Lin afirmou que, desde o princípio e a declaração de "orientação exclusivamente defensiva" até a preparação para uma longa guerra, as últimas medidas do Japão apontam para uma mudança acelerada em direção a um caminho muito mais perigoso, aventureiro e provocativo nos campos militar e de segurança. "O Japão parece estar rasgando seu manual 'pacifista'", observou Lin.

Ele disse que muitos observadores sugerem que a retórica recente de certas autoridades japonesas soa bastante como propaganda de guerra e lembra as pessoas dos militaristas japoneses da época da guerra.

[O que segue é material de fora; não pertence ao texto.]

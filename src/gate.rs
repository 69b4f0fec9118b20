//! Protection gate consulted by the host before every potentially mutating world action.
//!
//! The host intercepts block breaks, block uses, item uses, entity uses and block
//! attacks, describes them as a [`WorldAction`] and asks [`ProtectionGate::check`].
//! A [`Decision::Deny`] must suppress the action; [`Decision::message`] gives the text
//! to show the actor. Actions performed with the selection tool are never intercepted.
use std::sync::Arc;
use crate::zone::{BlockPos, Zone, ZoneRegistry};

/// Kind of intercepted world action.
#[derive(Debug, Copy, Clone, PartialEq, Eq, Hash)]
pub enum ActionKind {
    BlockBreak,
    BlockUse,
    ItemUse,
    EntityUse,
    BlockAttack,
}

#[derive(Debug, Clone, PartialEq, Eq)]
pub struct WorldAction {
    pub kind: ActionKind,
    /// Position acted upon
    pub pos: BlockPos,
    /// World the action happens in
    pub world: String,
    /// The actor is holding the zone selection tool
    pub with_selection_tool: bool,
}

impl WorldAction {
    pub fn new(kind: ActionKind, pos: BlockPos, world: impl Into<String>) -> Self {
        Self { kind, pos, world: world.into(), with_selection_tool: false }
    }

    pub fn with_selection_tool(mut self) -> Self {
        self.with_selection_tool = true;
        self
    }
}

#[derive(Debug, Clone, PartialEq, Eq)]
pub enum Decision {
    Allow,
    /// Blocked by `zone`, which belongs to somebody else
    Deny { zone: Zone },
}

impl Decision {
    pub fn is_denied(&self) -> bool {
        matches!(self, Decision::Deny { .. })
    }

    /// Text for the actor, `None` when the action is allowed.
    pub fn message(&self) -> Option<String> {
        match self {
            Decision::Allow => None,
            Decision::Deny { zone } => Some(format!(
                "This area is protected! Zone '{}' belongs to {}. Only the zone owner can perform actions here.",
                zone.name, zone.owner_name
            )),
        }
    }
}

/// Read-only view over the registry answering "may this actor act here?".
#[derive(Clone)]
pub struct ProtectionGate {
    registry: Arc<ZoneRegistry>,
}

impl ProtectionGate {
    pub fn new(registry: Arc<ZoneRegistry>) -> Self {
        Self { registry }
    }

    /// True iff a zone covers `pos` in `world` and `actor_id` does not own it.
    pub fn is_blocked(&self, actor_id: &str, pos: BlockPos, world: &str) -> bool {
        self.blocking_zone(actor_id, pos, world).is_some()
    }

    pub fn check(&self, actor_id: &str, action: &WorldAction) -> Decision {
        if action.with_selection_tool {
            return Decision::Allow;
        }

        match self.blocking_zone(actor_id, action.pos, &action.world) {
            Some(zone) => {
                log::debug!("Denied {:?} by {} at {} in zone '{}'", action.kind, actor_id, action.pos, zone.name);
                Decision::Deny { zone }
            }
            None => Decision::Allow,
        }
    }

    fn blocking_zone(&self, actor_id: &str, pos: BlockPos, world: &str) -> Option<Zone> {
        self.registry
            .find_zone_containing(pos, world)
            .filter(|zone| !zone.is_owner(actor_id))
    }
}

Observando que este ano marca o 80º aniversário do início dos Julgamentos de Tóquio, Lin disse que, claramente, o governo Takaichi não tem intenção de honrar a ocasião refletindo sobre o passado militarista do Japão, enquanto se prepara para rearmar o país. "A comunidade internacional nunca permitirá isso", disse Lin.

"A lição da história não está tão distante. Todos os países amantes da paz precisam permanecer vigilantes e impedir firmemente a ascensão do neomilitarismo japonês", disse o porta-voz.